▶ **EXERCISE REQUIREMENTS**
Going through the lines below, tally those that include "GroupAccumulator", and give only the number.

▶ **DATA EXCERPTS**
-.-.-
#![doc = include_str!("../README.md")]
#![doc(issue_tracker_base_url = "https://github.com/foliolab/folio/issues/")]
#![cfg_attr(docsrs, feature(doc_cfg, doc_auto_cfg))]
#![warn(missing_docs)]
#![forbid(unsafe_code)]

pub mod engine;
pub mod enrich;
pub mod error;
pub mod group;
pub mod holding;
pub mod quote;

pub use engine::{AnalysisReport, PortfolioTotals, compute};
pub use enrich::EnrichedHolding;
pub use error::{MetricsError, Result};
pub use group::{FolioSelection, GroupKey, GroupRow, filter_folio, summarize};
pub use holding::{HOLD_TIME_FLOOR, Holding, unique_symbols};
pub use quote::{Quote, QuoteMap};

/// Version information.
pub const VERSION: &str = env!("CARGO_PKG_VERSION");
-.-.-
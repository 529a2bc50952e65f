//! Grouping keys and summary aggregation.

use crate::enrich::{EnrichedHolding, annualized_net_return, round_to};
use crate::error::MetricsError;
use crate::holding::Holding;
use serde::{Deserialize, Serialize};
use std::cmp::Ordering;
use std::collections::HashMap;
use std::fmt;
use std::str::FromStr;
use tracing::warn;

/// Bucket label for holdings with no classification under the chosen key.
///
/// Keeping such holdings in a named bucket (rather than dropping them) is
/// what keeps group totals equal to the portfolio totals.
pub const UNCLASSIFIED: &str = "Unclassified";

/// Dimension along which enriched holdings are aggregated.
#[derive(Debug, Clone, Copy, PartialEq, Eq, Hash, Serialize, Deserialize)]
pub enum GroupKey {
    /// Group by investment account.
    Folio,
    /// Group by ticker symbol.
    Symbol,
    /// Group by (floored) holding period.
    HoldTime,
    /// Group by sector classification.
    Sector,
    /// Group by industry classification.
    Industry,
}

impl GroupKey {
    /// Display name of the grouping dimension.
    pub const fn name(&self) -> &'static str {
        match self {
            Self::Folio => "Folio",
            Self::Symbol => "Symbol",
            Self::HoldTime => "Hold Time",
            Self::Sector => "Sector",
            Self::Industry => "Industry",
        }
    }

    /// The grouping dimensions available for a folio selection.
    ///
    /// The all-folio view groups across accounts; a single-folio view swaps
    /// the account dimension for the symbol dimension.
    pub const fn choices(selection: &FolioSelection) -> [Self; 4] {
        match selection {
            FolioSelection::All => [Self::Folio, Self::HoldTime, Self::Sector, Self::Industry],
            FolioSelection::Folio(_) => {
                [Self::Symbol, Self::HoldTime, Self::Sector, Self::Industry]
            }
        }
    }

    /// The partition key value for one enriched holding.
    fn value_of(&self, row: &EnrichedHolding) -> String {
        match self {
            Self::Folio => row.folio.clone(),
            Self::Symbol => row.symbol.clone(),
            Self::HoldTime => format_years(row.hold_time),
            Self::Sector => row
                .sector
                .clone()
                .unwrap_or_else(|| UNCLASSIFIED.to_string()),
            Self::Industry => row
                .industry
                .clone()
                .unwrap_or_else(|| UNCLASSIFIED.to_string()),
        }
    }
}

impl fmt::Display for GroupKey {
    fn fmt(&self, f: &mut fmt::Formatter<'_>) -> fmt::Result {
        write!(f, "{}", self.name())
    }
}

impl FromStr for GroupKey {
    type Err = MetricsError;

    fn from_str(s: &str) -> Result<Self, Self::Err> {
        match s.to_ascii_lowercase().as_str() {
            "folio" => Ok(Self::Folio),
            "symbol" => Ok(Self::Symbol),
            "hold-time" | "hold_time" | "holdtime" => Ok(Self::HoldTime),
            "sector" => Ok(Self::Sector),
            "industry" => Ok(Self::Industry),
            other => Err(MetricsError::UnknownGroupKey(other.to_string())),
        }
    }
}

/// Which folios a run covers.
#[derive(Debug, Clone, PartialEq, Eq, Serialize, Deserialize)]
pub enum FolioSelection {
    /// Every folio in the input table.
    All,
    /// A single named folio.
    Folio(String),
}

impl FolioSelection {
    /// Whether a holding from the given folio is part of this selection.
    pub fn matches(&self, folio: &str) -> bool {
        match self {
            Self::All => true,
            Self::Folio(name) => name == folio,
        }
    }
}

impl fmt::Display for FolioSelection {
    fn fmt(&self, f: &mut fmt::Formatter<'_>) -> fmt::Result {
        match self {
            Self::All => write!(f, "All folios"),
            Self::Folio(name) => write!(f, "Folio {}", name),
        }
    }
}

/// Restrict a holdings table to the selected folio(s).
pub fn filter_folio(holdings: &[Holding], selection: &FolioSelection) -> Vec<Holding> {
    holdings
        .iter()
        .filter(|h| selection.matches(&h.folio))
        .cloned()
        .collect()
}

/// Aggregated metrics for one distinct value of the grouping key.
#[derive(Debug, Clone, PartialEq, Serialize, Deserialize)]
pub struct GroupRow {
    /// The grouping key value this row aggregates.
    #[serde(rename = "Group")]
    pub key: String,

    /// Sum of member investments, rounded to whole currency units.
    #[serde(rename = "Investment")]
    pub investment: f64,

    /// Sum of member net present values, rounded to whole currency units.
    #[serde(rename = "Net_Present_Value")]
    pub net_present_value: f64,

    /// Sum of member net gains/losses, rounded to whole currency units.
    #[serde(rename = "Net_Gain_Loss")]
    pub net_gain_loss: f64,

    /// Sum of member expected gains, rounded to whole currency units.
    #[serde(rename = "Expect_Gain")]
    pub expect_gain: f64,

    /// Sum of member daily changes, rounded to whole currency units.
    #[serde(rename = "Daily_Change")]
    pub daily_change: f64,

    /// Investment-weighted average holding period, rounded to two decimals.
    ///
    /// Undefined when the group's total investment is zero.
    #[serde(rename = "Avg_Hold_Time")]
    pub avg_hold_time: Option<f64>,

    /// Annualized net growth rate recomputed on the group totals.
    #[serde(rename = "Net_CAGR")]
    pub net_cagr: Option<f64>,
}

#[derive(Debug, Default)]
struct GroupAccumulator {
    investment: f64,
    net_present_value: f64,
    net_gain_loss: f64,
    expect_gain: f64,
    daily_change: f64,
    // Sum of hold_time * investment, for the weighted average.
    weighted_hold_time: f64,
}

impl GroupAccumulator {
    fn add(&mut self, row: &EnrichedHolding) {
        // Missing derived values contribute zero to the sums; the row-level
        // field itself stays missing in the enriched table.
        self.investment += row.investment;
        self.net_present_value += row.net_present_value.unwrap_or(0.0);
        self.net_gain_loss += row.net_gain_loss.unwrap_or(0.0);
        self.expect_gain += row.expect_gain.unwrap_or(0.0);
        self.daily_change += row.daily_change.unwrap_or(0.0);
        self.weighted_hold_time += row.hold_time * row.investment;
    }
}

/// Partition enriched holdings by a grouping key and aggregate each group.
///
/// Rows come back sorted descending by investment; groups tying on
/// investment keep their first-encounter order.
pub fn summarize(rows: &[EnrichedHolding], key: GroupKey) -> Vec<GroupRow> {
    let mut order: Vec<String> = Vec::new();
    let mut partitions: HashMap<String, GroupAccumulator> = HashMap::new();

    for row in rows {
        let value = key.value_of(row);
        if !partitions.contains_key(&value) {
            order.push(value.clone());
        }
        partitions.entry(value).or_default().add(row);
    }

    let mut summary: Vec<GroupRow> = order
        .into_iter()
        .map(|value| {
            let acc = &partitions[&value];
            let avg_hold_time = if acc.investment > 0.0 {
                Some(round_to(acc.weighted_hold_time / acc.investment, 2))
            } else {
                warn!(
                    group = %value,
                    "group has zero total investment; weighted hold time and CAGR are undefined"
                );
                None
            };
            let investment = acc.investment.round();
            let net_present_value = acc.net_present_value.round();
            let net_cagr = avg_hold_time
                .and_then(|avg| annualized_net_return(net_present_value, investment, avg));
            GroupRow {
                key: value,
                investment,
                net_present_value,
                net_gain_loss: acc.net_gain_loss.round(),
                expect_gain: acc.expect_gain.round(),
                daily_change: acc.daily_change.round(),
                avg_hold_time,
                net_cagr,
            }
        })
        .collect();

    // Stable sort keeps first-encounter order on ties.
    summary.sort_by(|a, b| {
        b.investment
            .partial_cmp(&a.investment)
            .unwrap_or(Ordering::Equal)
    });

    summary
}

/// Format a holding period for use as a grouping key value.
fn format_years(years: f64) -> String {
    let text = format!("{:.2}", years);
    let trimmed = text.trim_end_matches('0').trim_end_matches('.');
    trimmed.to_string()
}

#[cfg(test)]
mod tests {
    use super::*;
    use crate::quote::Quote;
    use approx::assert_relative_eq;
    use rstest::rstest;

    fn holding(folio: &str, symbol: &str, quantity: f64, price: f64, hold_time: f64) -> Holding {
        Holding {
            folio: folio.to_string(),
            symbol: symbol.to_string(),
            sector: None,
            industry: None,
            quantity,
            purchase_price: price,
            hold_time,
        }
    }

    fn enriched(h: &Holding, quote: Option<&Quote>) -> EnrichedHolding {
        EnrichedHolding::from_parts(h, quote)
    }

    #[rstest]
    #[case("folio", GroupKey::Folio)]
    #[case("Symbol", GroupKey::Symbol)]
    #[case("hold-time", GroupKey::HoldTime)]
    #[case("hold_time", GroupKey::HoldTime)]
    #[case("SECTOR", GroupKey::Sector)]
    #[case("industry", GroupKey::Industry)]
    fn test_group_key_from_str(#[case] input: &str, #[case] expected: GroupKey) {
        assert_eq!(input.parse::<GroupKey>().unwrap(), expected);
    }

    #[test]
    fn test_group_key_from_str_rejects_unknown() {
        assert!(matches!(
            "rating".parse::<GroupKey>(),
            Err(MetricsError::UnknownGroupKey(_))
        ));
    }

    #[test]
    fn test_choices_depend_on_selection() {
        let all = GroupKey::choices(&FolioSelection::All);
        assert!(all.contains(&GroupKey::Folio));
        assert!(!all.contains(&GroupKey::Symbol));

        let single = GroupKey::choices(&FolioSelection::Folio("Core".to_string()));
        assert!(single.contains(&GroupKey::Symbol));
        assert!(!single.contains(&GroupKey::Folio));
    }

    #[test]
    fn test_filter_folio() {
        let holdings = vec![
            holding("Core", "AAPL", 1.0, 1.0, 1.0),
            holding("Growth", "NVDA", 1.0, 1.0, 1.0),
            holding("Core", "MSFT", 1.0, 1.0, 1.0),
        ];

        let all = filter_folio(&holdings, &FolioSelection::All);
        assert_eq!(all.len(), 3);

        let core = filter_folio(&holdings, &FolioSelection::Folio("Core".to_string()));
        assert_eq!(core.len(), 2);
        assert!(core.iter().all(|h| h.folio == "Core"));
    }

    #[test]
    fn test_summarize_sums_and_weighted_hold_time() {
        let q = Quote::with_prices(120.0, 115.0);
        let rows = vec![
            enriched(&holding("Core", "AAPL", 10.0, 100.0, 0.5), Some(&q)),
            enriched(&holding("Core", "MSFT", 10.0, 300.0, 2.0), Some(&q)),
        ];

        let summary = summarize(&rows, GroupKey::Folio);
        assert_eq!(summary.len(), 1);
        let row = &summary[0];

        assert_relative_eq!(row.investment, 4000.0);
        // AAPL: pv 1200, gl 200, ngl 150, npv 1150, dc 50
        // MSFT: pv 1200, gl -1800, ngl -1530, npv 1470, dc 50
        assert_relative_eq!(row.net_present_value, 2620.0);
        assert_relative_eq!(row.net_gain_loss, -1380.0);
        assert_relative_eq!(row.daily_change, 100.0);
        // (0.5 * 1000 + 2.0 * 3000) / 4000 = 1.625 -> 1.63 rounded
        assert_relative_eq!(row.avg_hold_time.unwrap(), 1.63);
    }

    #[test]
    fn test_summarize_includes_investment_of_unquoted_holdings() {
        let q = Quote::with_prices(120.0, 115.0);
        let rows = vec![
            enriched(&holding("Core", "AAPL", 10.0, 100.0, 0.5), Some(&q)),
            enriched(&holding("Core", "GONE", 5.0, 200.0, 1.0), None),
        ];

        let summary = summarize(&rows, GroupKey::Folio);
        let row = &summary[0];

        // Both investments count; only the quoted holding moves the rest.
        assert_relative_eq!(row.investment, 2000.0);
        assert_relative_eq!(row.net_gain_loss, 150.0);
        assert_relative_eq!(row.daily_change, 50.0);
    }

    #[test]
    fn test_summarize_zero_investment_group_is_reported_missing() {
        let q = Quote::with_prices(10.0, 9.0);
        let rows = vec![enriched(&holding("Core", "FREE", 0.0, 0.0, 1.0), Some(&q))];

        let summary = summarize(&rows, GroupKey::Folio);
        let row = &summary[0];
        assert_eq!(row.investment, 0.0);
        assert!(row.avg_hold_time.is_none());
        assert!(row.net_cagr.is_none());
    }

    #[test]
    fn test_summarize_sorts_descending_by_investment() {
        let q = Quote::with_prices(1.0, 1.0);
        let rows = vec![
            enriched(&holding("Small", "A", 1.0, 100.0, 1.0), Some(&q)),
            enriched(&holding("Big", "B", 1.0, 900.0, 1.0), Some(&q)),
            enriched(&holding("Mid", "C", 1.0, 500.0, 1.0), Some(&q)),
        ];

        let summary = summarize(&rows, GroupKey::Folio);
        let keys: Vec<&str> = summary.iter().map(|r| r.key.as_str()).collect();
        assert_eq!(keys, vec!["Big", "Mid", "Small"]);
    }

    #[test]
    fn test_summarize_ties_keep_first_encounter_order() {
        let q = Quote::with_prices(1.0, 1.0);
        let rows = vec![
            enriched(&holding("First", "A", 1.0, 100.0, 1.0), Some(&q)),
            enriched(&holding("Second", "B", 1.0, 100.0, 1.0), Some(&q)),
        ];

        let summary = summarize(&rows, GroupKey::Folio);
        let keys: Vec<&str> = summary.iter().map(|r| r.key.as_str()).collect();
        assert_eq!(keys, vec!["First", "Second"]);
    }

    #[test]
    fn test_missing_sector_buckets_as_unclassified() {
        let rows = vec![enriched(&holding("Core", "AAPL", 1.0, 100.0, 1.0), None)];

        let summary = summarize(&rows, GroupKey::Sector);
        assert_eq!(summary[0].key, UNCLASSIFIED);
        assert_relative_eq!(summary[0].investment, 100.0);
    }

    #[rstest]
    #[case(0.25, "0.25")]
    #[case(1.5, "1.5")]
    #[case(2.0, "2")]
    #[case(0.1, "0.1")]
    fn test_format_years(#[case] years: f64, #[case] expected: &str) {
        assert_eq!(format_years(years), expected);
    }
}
-.-.-
▶ **WRITTEN ANSWER**
3